#### EXERCISE MATERIALS ####
//! Storage configuration types.

use filegate_shared::StorageSettings;
use serde::{Deserialize, Serialize};
use std::path::PathBuf;

use super::error::StorageError;

/// Storage provider configuration.
#[derive(Debug, Clone, Serialize, Deserialize)]
#[serde(tag = "type", rename_all = "snake_case")]
pub enum StorageProvider {
    /// S3-compatible storage: AWS S3, Cloudflare R2, MinIO, DigitalOcean Spaces
    S3 {
        /// S3 bucket name.
        bucket: String,
        /// AWS region.
        region: String,
        /// Custom endpoint URL; `None` targets AWS itself.
        endpoint: Option<String>,
        /// AWS access key ID; `None` defers to the default credential chain.
        access_key_id: Option<String>,
        /// AWS secret access key.
        secret_access_key: Option<String>,
    },
    /// Azure Blob Storage
    AzureBlob {
        /// Azure storage account name.
        account: String,
        /// Azure storage access key.
        access_key: String,
        /// Azure container name.
        container: String,
    },
    /// Local filesystem (development only)
    LocalFs {
        /// Root directory path.
        root: PathBuf,
    },
    /// Process-local memory (tests)
    Memory,
}

impl StorageProvider {
    /// Create an AWS S3 provider using the default credential chain.
    #[must_use]
    pub fn s3(bucket: impl Into<String>, region: impl Into<String>) -> Self {
        Self::S3 {
            bucket: bucket.into(),
            region: region.into(),
            endpoint: None,
            access_key_id: None,
            secret_access_key: None,
        }
    }

    /// Create Azure Blob Storage provider.
    #[must_use]
    pub fn azure_blob(
        account: impl Into<String>,
        access_key: impl Into<String>,
        container: impl Into<String>,
    ) -> Self {
        Self::AzureBlob {
            account: account.into(),
            access_key: access_key.into(),
            container: container.into(),
        }
    }

    /// Create local filesystem provider (development only).
    #[must_use]
    pub fn local_fs(root: impl Into<PathBuf>) -> Self {
        Self::LocalFs { root: root.into() }
    }

    /// Get the provider name.
    #[must_use]
    pub fn name(&self) -> &'static str {
        match self {
            Self::S3 { .. } => "s3",
            Self::AzureBlob { .. } => "azure_blob",
            Self::LocalFs { .. } => "local",
            Self::Memory => "memory",
        }
    }

    /// Get the bucket/container name.
    #[must_use]
    pub fn bucket(&self) -> &str {
        match self {
            Self::S3 { bucket, .. } => bucket,
            Self::AzureBlob { container, .. } => container,
            Self::LocalFs { root } => root.to_str().unwrap_or("local"),
            Self::Memory => "memory",
        }
    }

    /// Whether a destination bucket has been named.
    #[must_use]
    pub fn has_bucket(&self) -> bool {
        match self {
            Self::S3 { bucket, .. } => !bucket.trim().is_empty(),
            Self::AzureBlob { container, .. } => !container.trim().is_empty(),
            Self::LocalFs { .. } | Self::Memory => true,
        }
    }

    /// Whether listing returns size and modification time for every entry,
    /// so no follow-up `stat` is needed.
    #[must_use]
    pub fn lists_full_metadata(&self) -> bool {
        matches!(self, Self::S3 { .. } | Self::AzureBlob { .. })
    }

    /// Whether listing yields keys in ascending byte order, so a scan can
    /// stop once it has walked past a prefix.
    #[must_use]
    pub fn lists_in_key_order(&self) -> bool {
        !matches!(self, Self::LocalFs { .. })
    }
}

/// Storage service configuration.
#[derive(Debug, Clone)]
pub struct StorageConfig {
    /// Storage provider configuration.
    pub provider: StorageProvider,
    /// Base for public object URLs, overriding the provider convention.
    pub public_url_base: Option<String>,
}

impl StorageConfig {
    /// Create a new storage config.
    #[must_use]
    pub fn new(provider: StorageProvider) -> Self {
        Self {
            provider,
            public_url_base: None,
        }
    }

    /// Set the public URL base.
    #[must_use]
    pub fn with_public_url_base(mut self, base: impl Into<String>) -> Self {
        self.public_url_base = Some(base.into());
        self
    }

    /// Public URL of an object under this configuration.
    ///
    /// S3 follows `https://{bucket}.s3.{region}.amazonaws.com/{key}`.
    #[must_use]
    pub fn object_url(&self, key: &str) -> String {
        if let Some(base) = &self.public_url_base {
            return format!("{}/{key}", base.trim_end_matches('/'));
        }

        match &self.provider {
            StorageProvider::S3 { bucket, region, .. } => {
                format!("https://{bucket}.s3.{region}.amazonaws.com/{key}")
            }
            StorageProvider::AzureBlob {
                account, container, ..
            } => format!("https://{account}.blob.core.windows.net/{container}/{key}"),
            StorageProvider::LocalFs { root } => {
                format!("file://{}/{key}", root.display().to_string().trim_end_matches('/'))
            }
            StorageProvider::Memory => format!("memory:///{key}"),
        }
    }
}

impl TryFrom<&StorageSettings> for StorageConfig {
    type Error = StorageError;

    fn try_from(settings: &StorageSettings) -> Result<Self, Self::Error> {
        let provider = match settings.provider.as_str() {
            "s3" => StorageProvider::S3 {
                bucket: settings.bucket.clone(),
                region: settings.region.clone(),
                endpoint: non_empty(settings.endpoint.as_ref()),
                access_key_id: non_empty(settings.access_key_id.as_ref()),
                secret_access_key: non_empty(settings.secret_access_key.as_ref()),
            },
            "azblob" => StorageProvider::AzureBlob {
                account: required(settings.account.as_ref(), "account")?,
                access_key: required(settings.access_key.as_ref(), "access_key")?,
                container: settings.bucket.clone(),
            },
            "fs" => StorageProvider::LocalFs {
                root: required(settings.root.as_ref(), "root")?.into(),
            },
            "memory" => StorageProvider::Memory,
            other => {
                return Err(StorageError::configuration(format!(
                    "unknown storage provider '{other}'"
                )));
            }
        };

        Ok(Self {
            provider,
            public_url_base: non_empty(settings.public_url_base.as_ref()),
        })
    }
}

fn non_empty(value: Option<&String>) -> Option<String> {
    value.filter(|v| !v.trim().is_empty()).cloned()
}

fn required(value: Option<&String>, field: &str) -> Result<String, StorageError> {
    non_empty(value)
        .ok_or_else(|| StorageError::configuration(format!("storage.{field} is required")))
}

#[cfg(test)]
mod tests {
    use super::*;

    #[test]
    fn test_storage_provider_s3() {
        let provider = StorageProvider::s3("attachments", "us-east-1");
        assert_eq!(provider.name(), "s3");
        assert_eq!(provider.bucket(), "attachments");
        assert!(provider.has_bucket());
        assert!(provider.lists_full_metadata());
        assert!(provider.lists_in_key_order());
    }

    #[test]
    fn test_storage_provider_s3_blank_bucket() {
        let provider = StorageProvider::s3("  ", "us-east-1");
        assert!(!provider.has_bucket());
    }

    #[test]
    fn test_storage_provider_azure() {
        let provider = StorageProvider::azure_blob("filegatedev", "access_key", "uploads");
        assert_eq!(provider.name(), "azure_blob");
        assert_eq!(provider.bucket(), "uploads");
    }

    #[test]
    fn test_storage_provider_local_and_memory() {
        let provider = StorageProvider::local_fs("./storage");
        assert_eq!(provider.name(), "local");
        assert!(!provider.lists_full_metadata());
        assert!(!provider.lists_in_key_order());
        assert_eq!(StorageProvider::Memory.name(), "memory");
        assert!(StorageProvider::Memory.lists_in_key_order());
        assert!(StorageProvider::Memory.has_bucket());
    }

    #[test]
    fn test_object_url_aws_convention() {
        let config = StorageConfig::new(StorageProvider::s3("my-bucket", "eu-west-1"));
        assert_eq!(
            config.object_url("abc_hello.txt"),
            "https://my-bucket.s3.eu-west-1.amazonaws.com/abc_hello.txt"
        );
    }

    #[test]
    fn test_object_url_public_base_override() {
        let config = StorageConfig::new(StorageProvider::s3("my-bucket", "auto"))
            .with_public_url_base("https://cdn.example.com/");
        assert_eq!(
            config.object_url("abc_hello.txt"),
            "https://cdn.example.com/abc_hello.txt"
        );
    }

    #[test]
    fn test_object_url_azure() {
        let config = StorageConfig::new(StorageProvider::azure_blob("acct", "key", "files"));
        assert_eq!(
            config.object_url("k"),
            "https://acct.blob.core.windows.net/files/k"
        );
    }

    #[test]
    fn test_from_settings_s3() {
        let settings = StorageSettings {
            bucket: "uploads".into(),
            region: "ap-south-1".into(),
            access_key_id: Some(String::new()),
            ..StorageSettings::default()
        };
        let config = StorageConfig::try_from(&settings).expect("valid settings");
        match config.provider {
            StorageProvider::S3 {
                bucket,
                region,
                access_key_id,
                ..
            } => {
                assert_eq!(bucket, "uploads");
                assert_eq!(region, "ap-south-1");
                assert!(access_key_id.is_none());
            }
            other => panic!("unexpected provider {other:?}"),
        }
    }

    #[test]
    fn test_from_settings_fs_requires_root() {
        let settings = StorageSettings {
            provider: "fs".into(),
            ..StorageSettings::default()
        };
        let err = StorageConfig::try_from(&settings).unwrap_err();
        assert!(matches!(err, StorageError::Configuration(_)));
    }

    #[test]
    fn test_from_settings_unknown_provider() {
        let settings = StorageSettings {
            provider: "gcs".into(),
            ..StorageSettings::default()
        };
        let err = StorageConfig::try_from(&settings).unwrap_err();
        assert!(err.to_string().contains("unknown storage provider 'gcs'"));
    }

    #[test]
    fn test_from_settings_memory() {
        let settings = StorageSettings {
            provider: "memory".into(),
            ..StorageSettings::default()
        };
        let config = StorageConfig::try_from(&settings).expect("valid settings");
        assert_eq!(config.provider.name(), "memory");
    }
}
//! Expense CLI commands
//!
//! Recording an expense runs the balance check; a rejected expense is
//! reported as an error and nothing is stored.

use chrono::NaiveDate;
use clap::Subcommand;

use crate::config::settings::Settings;
use crate::display::format_expense_list;
use crate::error::{LedgerError, LedgerResult};
use crate::services::{ExpenseQuery, ExpenseSort, LedgerService, NewExpense, PeriodService};
use crate::storage::Storage;

use super::{parse_amount, parse_date_or, parse_method};

/// Expense subcommands
#[derive(Subcommand)]
pub enum ExpenseCommands {
    /// Record an expense against an account
    Add {
        /// Account name
        account: String,

        /// Amount (e.g., "45.50")
        amount: String,

        /// Expense category
        #[arg(short, long)]
        category: String,

        /// Date spent (YYYY-MM-DD, defaults to today)
        #[arg(short, long)]
        date: Option<String>,

        /// Free-text description
        #[arg(long)]
        description: Option<String>,

        /// Payment method (cash, debit, credit, bank, mobile, other)
        #[arg(short, long)]
        method: Option<String>,
    },

    /// List expenses, latest first by default
    List {
        /// Only this account
        #[arg(short, long)]
        account: Option<String>,

        /// Only this category
        #[arg(short, long)]
        category: Option<String>,

        /// Only this period (current, last, a date, YYYY-MM or START..END)
        #[arg(short, long)]
        period: Option<String>,

        /// Sort key: date, amount or category
        #[arg(short, long, default_value = "date")]
        sort: String,

        /// Oldest, smallest or A-Z first
        #[arg(long)]
        asc: bool,

        /// Maximum number of expenses to show
        #[arg(short, long)]
        limit: Option<usize>,
    },

    /// Show one expense in full
    Show {
        /// Expense id as listed (e.g. "exp-1a2b3c4d")
        id: String,
    },
}

/// Handle an expense command
pub fn handle_expense_command(
    storage: &Storage,
    settings: &Settings,
    today: NaiveDate,
    cmd: ExpenseCommands,
) -> LedgerResult<()> {
    let ledger = LedgerService::new(storage, settings, today)?;

    match cmd {
        ExpenseCommands::Add {
            account,
            amount,
            category,
            date,
            description,
            method,
        } => {
            let expense = ledger.record_expense(NewExpense {
                account: &account,
                amount: parse_amount(&amount)?,
                date: parse_date_or(date.as_deref(), today)?,
                category: &category,
                description,
                payment_method: parse_method(method.as_deref())?,
            })?;

            let remaining = ledger.active_summary()?.balance_of(expense.account());
            println!(
                "Recorded expense: {} from {} ({})",
                expense.amount().format_with_symbol(&settings.currency_symbol),
                expense.account(),
                expense.category()
            );
            println!("  Date:      {}", settings.format_date(expense.date()));
            println!(
                "  Remaining: {}",
                remaining.format_with_symbol(&settings.currency_symbol)
            );
            println!("  ID:        {}", expense.id());
        }

        ExpenseCommands::List {
            account,
            category,
            period,
            sort,
            asc,
            limit,
        } => {
            let sort = ExpenseSort::parse(&sort).ok_or_else(|| {
                LedgerError::Validation(format!(
                    "Unknown sort key '{}'. Use date, amount or category",
                    sort
                ))
            })?;
            let period = period
                .as_deref()
                .map(|p| PeriodService::new(settings, today).parse(p))
                .transpose()?;

            let query = ExpenseQuery {
                account: account.as_deref().map(|a| ledger.resolve_account(a)).transpose()?,
                category: category
                    .as_deref()
                    .map(|c| ledger.resolve_category(c))
                    .transpose()?,
                period,
                sort,
                descending: !asc,
            };

            let mut expenses = ledger.list_expenses(&query)?;
            if let Some(limit) = limit {
                expenses.truncate(limit);
            }
            println!("{}", format_expense_list(&expenses, settings));
        }

        ExpenseCommands::Show { id } => {
            let expense = ledger.find_expense(&id)?;

            println!("Expense:     {}", expense.id());
            println!("Date:        {}", settings.format_date(expense.date()));
            println!("Account:     {}", expense.account());
            println!(
                "Amount:      {}",
                expense.amount().format_with_symbol(&settings.currency_symbol)
            );
            println!("Category:    {}", expense.category());
            if let Some(description) = expense.description() {
                println!("Description: {}", description);
            }
            println!("Method:      {}", expense.payment_method());
            println!(
                "Recorded:    {}",
                expense.created_at().format("%Y-%m-%d %H:%M:%S UTC")
            );
        }
    }

    Ok(())
}
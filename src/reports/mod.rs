//! Reports module for pocket-ledger
//!
//! Period summaries and spending analysis built from engine summaries, with
//! terminal and CSV output.

pub mod spending;
pub mod summary;

pub use spending::{SpendingByCategory, SpendingReport};
pub use summary::SummaryReport;
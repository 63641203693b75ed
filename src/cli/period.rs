//! Period CLI command
//!
//! Shows which period a date falls into and the periods around it.

use chrono::NaiveDate;

use crate::config::settings::Settings;
use crate::error::LedgerResult;
use crate::models::parse_date;
use crate::services::PeriodService;

/// Handle the period command
pub fn handle_period_command(
    settings: &Settings,
    today: NaiveDate,
    date: Option<&str>,
    recent: Option<usize>,
) -> LedgerResult<()> {
    let service = PeriodService::new(settings, today);

    if let Some(count) = recent {
        println!("Last {} periods ({}):", count, service.policy());
        for period in service.recent_periods(count) {
            let marker = if service.is_current(&period) { " (current)" } else { "" };
            println!(
                "  {}  {}{}",
                period,
                service.format_period_friendly(&period),
                marker
            );
        }
        return Ok(());
    }

    let date = match date {
        Some(s) => parse_date(s)?,
        None => today,
    };
    let period = service.period_for_date(date);

    println!("Date:     {}", settings.format_date(date));
    println!(
        "Period:   {} ({})",
        service.format_period_friendly(&period),
        period
    );
    println!("Days:     {}", period.days());
    println!("Policy:   {}", service.policy());
    println!("Previous: {}", service.previous_period(&period));
    println!("Next:     {}", service.next_period(&period));

    Ok(())
}
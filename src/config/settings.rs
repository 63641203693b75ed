//! User settings for pocket-ledger
//!
//! Holds the closed sets of accounts and expense categories the engine works
//! against, the billing cycle policy and display preferences.

use serde::{Deserialize, Serialize};
use std::collections::BTreeMap;

use super::paths::LedgerPaths;
use crate::engine::CyclePolicy;
use crate::error::LedgerError;
use crate::models::{Catalog, ExpenseCategory};
use crate::storage::file_io::{read_json, write_json_atomic};

/// User settings
#[derive(Debug, Clone, Serialize, Deserialize)]
pub struct Settings {
    /// Schema version for migration support
    #[serde(default = "default_schema_version")]
    pub schema_version: u32,

    /// Currency prefix used when displaying amounts
    #[serde(default = "default_currency")]
    pub currency_symbol: String,

    /// Date format preference (strftime format)
    #[serde(default = "default_date_format")]
    pub date_format: String,

    /// How periods are cut
    #[serde(default)]
    pub cycle_policy: CyclePolicy,

    #[serde(default = "default_accounts")]
    pub accounts: Vec<String>,

    #[serde(default = "default_expense_categories")]
    pub expense_categories: Vec<String>,

    /// Category whose expenses count as cash withdrawals
    #[serde(default = "default_cash_withdrawal_category")]
    pub cash_withdrawal_category: String,

    /// Optional display icon per category name
    #[serde(default, skip_serializing_if = "BTreeMap::is_empty")]
    pub category_icons: BTreeMap<String, String>,
}

fn default_schema_version() -> u32 {
    1
}

fn default_currency() -> String {
    "Nu. ".to_string()
}

fn default_date_format() -> String {
    "%Y-%m-%d".to_string()
}

fn default_accounts() -> Vec<String> {
    ["Bank", "Savings", "Cash"].map(String::from).to_vec()
}

fn default_cash_withdrawal_category() -> String {
    "Cash Withdrawals".to_string()
}

const DEFAULT_CATEGORIES: &[&str] = &[
    "Bathroom and Toilet Supplies",
    "Books and Study Materials",
    "Business Travel",
    "Cable or TV Subscription",
    "Car Insurance",
    "Cash Withdrawals",
    "Charity Donations",
    "Childcare Services",
    "Clothing",
    "Coffee, Snacks, and Drinks",
    "Concerts and Events",
    "Dining Out",
    "Electronics",
    "Emergency Fund",
    "Entertainment Subscriptions",
    "Fines and Penalties",
    "Flight Tickets",
    "Food Delivery",
    "Fuel",
    "Gifts",
    "Groceries",
    "Gym and Fitness",
    "Haircuts and Salon",
    "Health Insurance",
    "Hobbies and Crafts",
    "Home Cleaning Supplies",
    "Home Decor and Furnishings",
    "Hotel Stays",
    "Household Supplies",
    "Income Taxes",
    "Internet",
    "Kids' Supplies",
    "Laundry and Dry Cleaning",
    "Loan Payments",
    "Medical and Health Supplies",
    "Movies and Shows",
    "Online Courses and Learning Platforms",
    "Others",
    "Parking Fees",
    "Pet Food",
    "Pet Toys and Accessories",
    "Pharmacy and Medication",
    "Professional Services",
    "Public Transport",
    "Religious Offerings",
    "Rent",
    "Repairs and Maintenance",
    "School Fees",
    "Skincare and Grooming",
    "Software Subscriptions",
    "Souvenirs",
    "Streaming Subscriptions",
    "Taxi and Ride-Sharing",
    "Toys and Activities",
    "Unplanned Expenses",
    "Utilities - Electricity",
    "Utilities - Gas",
    "Vehicle Maintenance",
    "Vegetables",
    "Video Games",
];

fn default_expense_categories() -> Vec<String> {
    DEFAULT_CATEGORIES.iter().map(|c| c.to_string()).collect()
}

impl Default for Settings {
    fn default() -> Self {
        Self {
            schema_version: default_schema_version(),
            currency_symbol: default_currency(),
            date_format: default_date_format(),
            cycle_policy: CyclePolicy::default(),
            accounts: default_accounts(),
            expense_categories: default_expense_categories(),
            cash_withdrawal_category: default_cash_withdrawal_category(),
            category_icons: BTreeMap::new(),
        }
    }
}

impl Settings {
    /// Load settings from disk, or defaults if the file doesn't exist
    pub fn load_or_create(paths: &LedgerPaths) -> Result<Self, LedgerError> {
        let settings_path = paths.settings_file();

        if settings_path.exists() {
            read_json(&settings_path).map_err(|e| {
                LedgerError::Config(format!("Failed to parse settings file: {}", e))
            })
        } else {
            // Not saved here; `init` decides when to persist
            Ok(Settings::default())
        }
    }

    /// Save settings to disk
    pub fn save(&self, paths: &LedgerPaths) -> Result<(), LedgerError> {
        paths.ensure_directories()?;
        write_json_atomic(paths.settings_file(), self)
    }

    /// Validate the configured names and build the engine catalog
    pub fn catalog(&self) -> Result<Catalog, LedgerError> {
        Ok(Catalog::new(
            self.accounts.iter().cloned(),
            self.expense_categories.iter().cloned(),
            self.cash_withdrawal_category.clone(),
        )?)
    }

    /// Display icon configured for a category, if any
    pub fn icon_for(&self, category: &ExpenseCategory) -> Option<&str> {
        self.category_icons
            .iter()
            .find(|(name, _)| category.matches(name))
            .map(|(_, icon)| icon.as_str())
    }

    /// Format a date with the configured format
    pub fn format_date(&self, date: chrono::NaiveDate) -> String {
        date.format(&self.date_format).to_string()
    }
}

#[cfg(test)]
mod tests {
    use super::*;
    use tempfile::TempDir;

    #[test]
    fn test_default_settings() {
        let settings = Settings::default();
        assert_eq!(settings.currency_symbol, "Nu. ");
        assert_eq!(settings.cycle_policy, CyclePolicy::BillingCycle);
        assert_eq!(settings.cash_withdrawal_category, "Cash Withdrawals");

        let catalog = settings.catalog().unwrap();
        assert_eq!(catalog.accounts().len(), 3);
        assert!(catalog.category("groceries").is_some());
        assert_eq!(catalog.cash_withdrawal_category().name(), "Cash Withdrawals");
    }

    #[test]
    fn test_save_and_load() {
        let temp_dir = TempDir::new().unwrap();
        let paths = LedgerPaths::with_base_dir(temp_dir.path().to_path_buf());

        let mut settings = Settings::default();
        settings.cycle_policy = CyclePolicy::CalendarMonth;
        settings.accounts = vec!["Checking".into(), "Wallet".into()];
        settings.save(&paths).unwrap();

        let loaded = Settings::load_or_create(&paths).unwrap();
        assert_eq!(loaded.cycle_policy, CyclePolicy::CalendarMonth);
        assert_eq!(loaded.accounts, vec!["Checking", "Wallet"]);
    }

    #[test]
    fn test_missing_fields_use_defaults() {
        let settings: Settings = serde_json::from_str(r#"{"accounts":["Only"]}"#).unwrap();
        assert_eq!(settings.accounts, vec!["Only"]);
        assert_eq!(settings.currency_symbol, "Nu. ");
        assert!(settings.catalog().is_ok());
    }

    #[test]
    fn test_invalid_catalog_is_config_error() {
        let mut settings = Settings::default();
        settings.cash_withdrawal_category = "ATM".into();
        let err = settings.catalog().unwrap_err();
        assert!(matches!(err, LedgerError::Config(_)));
    }

    #[test]
    fn test_icon_lookup() {
        let mut settings = Settings::default();
        settings
            .category_icons
            .insert("Groceries".into(), "cart".into());
        assert_eq!(settings.icon_for(&ExpenseCategory::new("groceries")), Some("cart"));
        assert_eq!(settings.icon_for(&ExpenseCategory::new("Rent")), None);
    }
}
####
• **EXERCISE REQUIREMENTS**:
In the listing, find every line containing the word "transpose" and list it.

• **TASK SOLUTION**:
                .transpose()?;
                account: account.as_deref().map(|a| ledger.resolve_account(a)).transpose()?,
                    .transpose()?,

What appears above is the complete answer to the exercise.